→ DATA LISTING:
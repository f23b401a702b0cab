//! Tracing subscriber setup for binaries.

use proxy_intercept_types::env_utils::env_string_or;
use tracing_subscriber::EnvFilter;

/// Environment variable holding the filter directive (`RUST_LOG` syntax).
pub const ENV_LOG: &str = "RUST_LOG";

/// Filter used when `RUST_LOG` is unset.
pub fn default_directive(verbose: bool) -> &'static str {
    if verbose {
        "debug"
    } else {
        "warn"
    }
}

/// Install a stderr `fmt` subscriber. Safe to call more than once; later calls
/// are ignored.
pub fn init(verbose: bool) {
    let directive = env_string_or(ENV_LOG, default_directive(verbose));
    let fallback = default_directive(verbose);
    let filter = EnvFilter::try_new(&directive).unwrap_or_else(|_| EnvFilter::new(fallback));
    let _ = tracing_subscriber::fmt()
        .with_env_filter(filter)
        .with_target(false)
        .with_writer(std::io::stderr)
        .try_init();
}

#[cfg(test)]
mod tests {
    use super::*;

    #[test]
    fn test_default_directive() {
        assert_eq!(default_directive(true), "debug");
        assert_eq!(default_directive(false), "warn");
    }
}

→ EXERCISE: Search the entries for the word "debug". Copy every line where it occurs.

→ RESULT BELOW:
        "debug"
        assert_eq!(default_directive(true), "debug");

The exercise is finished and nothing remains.